Requirement to produce identity documents
Section 34 of the Civil Law (Miscellaneous Provisions) Act 2011 provides that non-EEA nationals arriving in the State must present a passport or equivalent document when asked for it by an immigration officer. (Previously, it was not specifically stated that they had to present it.)
It also requires non-EEA nationals who are present in the State to provide such a document or a registration certificate on demand to the Minister, an immigration officer or a Garda, if asked to do so to prove that they comply with their permission to remain in the State. This requirement does not apply to people under 16 years of age, but it does now apply to non-EEA nationals who were born in Ireland.
Section 34 does not apply to people who are exercising EU Treaty Rights of free movement. However, anyone seeking to enter or live in the State on the basis of being an EEA national or a dependant of an EEA national is still required to provide satisfactory evidence of identity and nationality to establish that basis.

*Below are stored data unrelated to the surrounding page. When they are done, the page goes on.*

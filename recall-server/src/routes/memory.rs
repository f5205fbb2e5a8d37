//! Memory CRUD endpoints.

use super::{ApiResult, bad_request};
use crate::state::AppState;
use axum::{
    Json, Router,
    extract::{Path, Query, State},
    routing::{get, post},
};
use recall_core::Metadata;
use recall_engine::UpsertEntry;
use serde::Deserialize;
use serde_json::{Value, json};
use tracing::info;

pub fn routes() -> Router<AppState> {
    Router::new()
        .route("/memory/add", post(add_memory))
        .route("/memory/add-batch", post(add_batch))
        .route("/memory/upsert", post(upsert_memory))
        .route("/memory/upsert-batch", post(upsert_batch))
        .route("/memory/is-novel", post(is_novel))
        .route("/memory/get-batch", post(get_batch))
        .route("/memory/delete-batch", post(delete_batch))
        .route("/memory/delete-by-source", post(delete_by_source))
        .route("/memory/delete-by-prefix", post(delete_by_prefix))
        .route("/memory/deduplicate", post(deduplicate))
        .route("/memory/supersede", post(supersede))
        .route(
            "/memory/{id}",
            get(get_memory).patch(patch_memory).delete(delete_memory),
        )
        .route("/memories", get(list_memories))
        .route("/folders", get(list_folders))
        .route("/folders/rename", post(rename_folder))
}

#[derive(Debug, Deserialize)]
struct AddMemoryRequest {
    text: String,
    source: String,
    #[serde(default)]
    metadata: Option<Metadata>,
    #[serde(default)]
    deduplicate: bool,
}

fn validate_text_source(text: &str, source: &str) -> ApiResult<()> {
    if text.is_empty() || text.len() > 50_000 {
        return Err(bad_request("text must be 1..=50000 characters"));
    }
    if source.is_empty() || source.len() > 500 {
        return Err(bad_request("source must be 1..=500 characters"));
    }
    Ok(())
}

/// Add a new memory.
async fn add_memory(
    State(state): State<AppState>,
    Json(request): Json<AddMemoryRequest>,
) -> ApiResult<Json<Value>> {
    validate_text_source(&request.text, &request.source)?;
    info!(source = %request.source, len = request.text.len(), "Add memory");
    let ids = state
        .engine
        .add_memories(
            &[request.text],
            &[request.source],
            Some(&[request.metadata]),
            request.deduplicate,
            recall_engine::DEFAULT_DEDUP_THRESHOLD,
        )
        .await?;
    let added = ids.first().copied();
    Ok(Json(json!({
        "success": true,
        "id": added,
        "message": if added.is_some() { "Memory added successfully" } else { "Duplicate skipped" },
    })))
}

#[derive(Debug, Deserialize)]
struct AddBatchRequest {
    memories: Vec<AddMemoryRequest>,
    #[serde(default)]
    deduplicate: bool,
}

/// Add multiple memories at once.
async fn add_batch(
    State(state): State<AppState>,
    Json(request): Json<AddBatchRequest>,
) -> ApiResult<Json<Value>> {
    if request.memories.is_empty() || request.memories.len() > 500 {
        return Err(bad_request("memories must contain 1..=500 entries"));
    }
    for memory in &request.memories {
        validate_text_source(&memory.text, &memory.source)?;
    }
    info!(count = request.memories.len(), "Add batch");

    let texts: Vec<String> = request.memories.iter().map(|m| m.text.clone()).collect();
    let sources: Vec<String> = request.memories.iter().map(|m| m.source.clone()).collect();
    let metadata: Vec<Option<Metadata>> =
        request.memories.iter().map(|m| m.metadata.clone()).collect();

    let ids = state
        .engine
        .add_memories(
            &texts,
            &sources,
            Some(&metadata),
            request.deduplicate,
            recall_engine::DEFAULT_DEDUP_THRESHOLD,
        )
        .await?;
    let count = ids.len();
    Ok(Json(json!({
        "success": true,
        "ids": ids,
        "count": count,
        "message": format!("Added {count} memories"),
    })))
}

/// Fetch a single memory by id.
async fn get_memory(
    State(state): State<AppState>,
    Path(memory_id): Path<i64>,
) -> ApiResult<Json<recall_core::MemoryRecord>> {
    Ok(Json(state.engine.get_memory(memory_id).await?))
}

#[derive(Debug, Deserialize)]
struct IdsRequest {
    ids: Vec<i64>,
}

/// Fetch multiple memories by ids.
async fn get_batch(
    State(state): State<AppState>,
    Json(request): Json<IdsRequest>,
) -> ApiResult<Json<Value>> {
    if request.ids.is_empty() || request.ids.len() > 1000 {
        return Err(bad_request("ids must contain 1..=1000 entries"));
    }
    let (memories, missing_ids) = state.engine.get_memories(&request.ids).await;
    let count = memories.len();
    Ok(Json(json!({
        "memories": memories,
        "missing_ids": missing_ids,
        "count": count,
    })))
}

#[derive(Debug, Deserialize)]
struct PatchMemoryRequest {
    #[serde(default)]
    text: Option<String>,
    #[serde(default)]
    source: Option<String>,
    #[serde(default)]
    metadata_patch: Option<Metadata>,
}

/// Patch selected fields on an existing memory.
async fn patch_memory(
    State(state): State<AppState>,
    Path(memory_id): Path<i64>,
    Json(request): Json<PatchMemoryRequest>,
) -> ApiResult<Json<recall_engine::UpdateResult>> {
    let patch_empty = request
        .metadata_patch
        .as_ref()
        .is_none_or(|patch| patch.is_empty());
    if request.text.is_none() && request.source.is_none() && patch_empty {
        return Err(bad_request("At least one field must be provided"));
    }
    let result = state
        .engine
        .update_memory(
            memory_id,
            request.text.as_deref(),
            request.source.as_deref(),
            request.metadata_patch,
        )
        .await?;
    Ok(Json(result))
}

/// Delete a single memory by id.
async fn delete_memory(
    State(state): State<AppState>,
    Path(memory_id): Path<i64>,
) -> ApiResult<Json<Value>> {
    info!(id = memory_id, "Delete memory");
    let result = state.engine.delete_memory(memory_id).await?;
    Ok(Json(json!({
        "success": true,
        "deleted_id": result.deleted_id,
        "deleted_text": result.deleted_text,
    })))
}

/// Delete multiple memories in one operation.
async fn delete_batch(
    State(state): State<AppState>,
    Json(request): Json<IdsRequest>,
) -> ApiResult<Json<Value>> {
    if request.ids.is_empty() || request.ids.len() > 1000 {
        return Err(bad_request("ids must contain 1..=1000 entries"));
    }
    info!(count = request.ids.len(), "Delete batch");
    let result = state.engine.delete_memories(&request.ids).await?;
    Ok(Json(json!({
        "success": true,
        "deleted_count": result.deleted_count,
        "deleted_ids": result.deleted_ids,
        "missing_ids": result.missing_ids,
    })))
}

#[derive(Debug, Deserialize)]
struct DeleteBySourceRequest {
    source_pattern: String,
}

/// Delete all memories matching a source pattern.
async fn delete_by_source(
    State(state): State<AppState>,
    Json(request): Json<DeleteBySourceRequest>,
) -> ApiResult<Json<Value>> {
    if request.source_pattern.is_empty() || request.source_pattern.len() > 500 {
        return Err(bad_request("source_pattern must be 1..=500 characters"));
    }
    info!(pattern = %request.source_pattern, "Delete by source");
    let deleted_count = state.engine.delete_by_source(&request.source_pattern).await?;
    Ok(Json(json!({ "success": true, "deleted_count": deleted_count })))
}

#[derive(Debug, Deserialize)]
struct DeleteByPrefixRequest {
    source_prefix: String,
}

/// Delete all memories whose source starts with a prefix.
async fn delete_by_prefix(
    State(state): State<AppState>,
    Json(request): Json<DeleteByPrefixRequest>,
) -> ApiResult<Json<Value>> {
    if request.source_prefix.is_empty() || request.source_prefix.len() > 500 {
        return Err(bad_request("source_prefix must be 1..=500 characters"));
    }
    info!(prefix = %request.source_prefix, "Delete by prefix");
    let deleted_count = state.engine.delete_by_prefix(&request.source_prefix).await?;
    Ok(Json(json!({ "success": true, "deleted_count": deleted_count })))
}

#[derive(Debug, Deserialize)]
struct UpsertMemoryRequest {
    text: String,
    source: String,
    key: String,
    #[serde(default)]
    metadata: Option<Metadata>,
}

/// Upsert a memory by stable key + source.
async fn upsert_memory(
    State(state): State<AppState>,
    Json(request): Json<UpsertMemoryRequest>,
) -> ApiResult<Json<Value>> {
    validate_text_source(&request.text, &request.source)?;
    if request.key.is_empty() || request.key.len() > 500 {
        return Err(bad_request("key must be 1..=500 characters"));
    }
    let outcome = state
        .engine
        .upsert_memory(&request.text, &request.source, &request.key, request.metadata)
        .await?;
    Ok(Json(json!({
        "success": true,
        "id": outcome.id,
        "action": outcome.action,
    })))
}

#[derive(Debug, Deserialize)]
struct UpsertBatchRequest {
    memories: Vec<UpsertMemoryRequest>,
}

/// Bulk upsert memories by stable keys.
async fn upsert_batch(
    State(state): State<AppState>,
    Json(request): Json<UpsertBatchRequest>,
) -> ApiResult<Json<Value>> {
    if request.memories.is_empty() || request.memories.len() > 1000 {
        return Err(bad_request("memories must contain 1..=1000 entries"));
    }
    let entries: Vec<UpsertEntry> = request
        .memories
        .into_iter()
        .map(|item| UpsertEntry {
            text: item.text,
            source: item.source,
            key: item.key,
            metadata: item.metadata,
        })
        .collect();
    let result = state.engine.upsert_memories(entries).await;
    Ok(Json(json!({
        "success": true,
        "created": result.created,
        "updated": result.updated,
        "errors": result.errors,
        "results": result.results,
    })))
}

#[derive(Debug, Deserialize)]
struct IsNovelRequest {
    text: String,
    #[serde(default = "default_novelty_threshold")]
    threshold: f64,
}

fn default_novelty_threshold() -> f64 {
    recall_engine::DEFAULT_NOVELTY_THRESHOLD
}

/// Check if text is novel (not too similar to existing memories).
async fn is_novel(
    State(state): State<AppState>,
    Json(request): Json<IsNovelRequest>,
) -> ApiResult<Json<Value>> {
    if request.text.is_empty() || request.text.len() > 50_000 {
        return Err(bad_request("text must be 1..=50000 characters"));
    }
    if !(0.0..=1.0).contains(&request.threshold) {
        return Err(bad_request("threshold must be within [0, 1]"));
    }
    let (is_novel, most_similar) = state
        .engine
        .is_novel(&request.text, request.threshold)
        .await?;
    Ok(Json(json!({
        "is_novel": is_novel,
        "threshold": request.threshold,
        "most_similar": most_similar,
    })))
}

#[derive(Debug, Deserialize)]
struct SupersedeRequest {
    old_id: i64,
    new_text: String,
    #[serde(default)]
    source: String,
}

/// Replace a memory with an updated version (audit trail preserved).
async fn supersede(
    State(state): State<AppState>,
    Json(request): Json<SupersedeRequest>,
) -> ApiResult<Json<Value>> {
    info!(old_id = request.old_id, source = %request.source, "Supersede");
    let result = state
        .engine
        .supersede(request.old_id, &request.new_text, &request.source)
        .await?;
    Ok(Json(json!({
        "success": true,
        "old_id": result.old_id,
        "new_id": result.new_id,
        "previous_text": result.previous_text,
    })))
}

#[derive(Debug, Deserialize)]
struct DeduplicateRequest {
    #[serde(default = "default_dedup_threshold")]
    threshold: f64,
    #[serde(default = "default_true")]
    dry_run: bool,
}

fn default_dedup_threshold() -> f64 {
    recall_engine::DEFAULT_DEDUP_THRESHOLD
}

fn default_true() -> bool {
    true
}

/// Find and optionally remove near-duplicate memories.
async fn deduplicate(
    State(state): State<AppState>,
    Json(request): Json<DeduplicateRequest>,
) -> ApiResult<Json<recall_engine::DeduplicateReport>> {
    if !(0.5..=1.0).contains(&request.threshold) {
        return Err(bad_request("threshold must be within [0.5, 1]"));
    }
    info!(
        threshold = request.threshold,
        dry_run = request.dry_run,
        "Deduplicate"
    );
    let report = state
        .engine
        .deduplicate(request.threshold, request.dry_run)
        .await?;
    Ok(Json(report))
}

#[derive(Debug, Deserialize)]
struct ListQuery {
    #[serde(default)]
    offset: usize,
    #[serde(default = "default_limit")]
    limit: usize,
    #[serde(default)]
    source: Option<String>,
}

fn default_limit() -> usize {
    20
}

/// List memories with pagination and optional source filter.
async fn list_memories(
    State(state): State<AppState>,
    Query(query): Query<ListQuery>,
) -> ApiResult<Json<recall_engine::MemoryPage>> {
    if query.limit == 0 || query.limit > 100 {
        return Err(bad_request("limit must be 1..=100"));
    }
    Ok(Json(
        state
            .engine
            .list_memories(query.offset, query.limit, query.source.as_deref())
            .await,
    ))
}

/// List unique source-based folders with memory counts.
async fn list_folders(State(state): State<AppState>) -> Json<Value> {
    let (folders, total) = state.engine.list_folders().await;
    Json(json!({ "folders": folders, "total": total }))
}

#[derive(Debug, Deserialize)]
struct RenameFolderRequest {
    old_name: String,
    new_name: String,
}

/// Batch-rename a folder by updating the source prefix on all matching
/// memories (source-only updates take the engine's fast path).
async fn rename_folder(
    State(state): State<AppState>,
    Json(request): Json<RenameFolderRequest>,
) -> ApiResult<Json<Value>> {
    if request.old_name.is_empty() || request.new_name.is_empty() {
        return Err(bad_request("old_name and new_name are required"));
    }
    let targets = state
        .engine
        .folder_rename_targets(&request.old_name, &request.new_name)
        .await;
    if targets.is_empty() {
        return Err(recall_core::RecallError::not_found(
            "folder",
            &request.old_name,
        )
        .into());
    }

    let mut updated = 0usize;
    let mut errors = 0usize;
    for (memory_id, new_source) in targets {
        match state
            .engine
            .update_memory(memory_id, None, Some(&new_source), None)
            .await
        {
            Ok(_) => updated += 1,
            Err(e) => {
                tracing::warn!("Folder rename skip id={memory_id}: {e}");
                errors += 1;
            }
        }
    }
    Ok(Json(json!({
        "success": true,
        "updated": updated,
        "errors": errors,
        "old_name": request.old_name,
        "new_name": request.new_name,
    })))
}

Parents of Irish citizen children
In 8 March 2011, the European Court of Justice (ECJ) ruled in the Zambrano case C 34/09, that an EU member state may not refuse the non-EEA parents of a dependent child who is a citizen of, and resident in, an EU member state the right to live and work in that member state. Non-EEA parents who meet the Zambrano criteria may be given permission to live and work in Ireland without the requirement for an employment permit or business permission.
There is no charge for a residence card for a non-EEA national family member, for a permanent residence certificate or for a permanent residence card.
Non-EEA national family members who receive a residence permit under EU Directive 38/04 are exempt from the general fee for an Irish Residence Permit.
How to apply
For a visa for a non-EEA national family member, you must apply for a visa online.
For a residence card for a non-EEA national qualifying family member, apply using the new application form EUTR 1 (pdf). (Applications made on the old form will not be accepted after Friday 30 November 2018, and will be returned).
Completed application forms should be returned to the EU Treaty Rights Section of the Irish Naturalisation and Immigration Service (INIS).
If your EU 1, EU 2 or EU 3 application has been refused you can request a review of this decision using form EU 4 (pdf) and explanatory leaflet (pdf).
Following divorce or annulment or the death or departure of the EU citizen, a holder of an EU1 residence card can apply to retain a residence card using application form EU5 (pdf) and explanatory leaflet (pdf).
Irish Residence Permit:
Apply to your local immigration registration office. In Dublin this is the Burgh Quay Registration Office. You must book an appointment online to visit it. Outside Dublin, apply to your regional registration office or local Garda District Headquarters.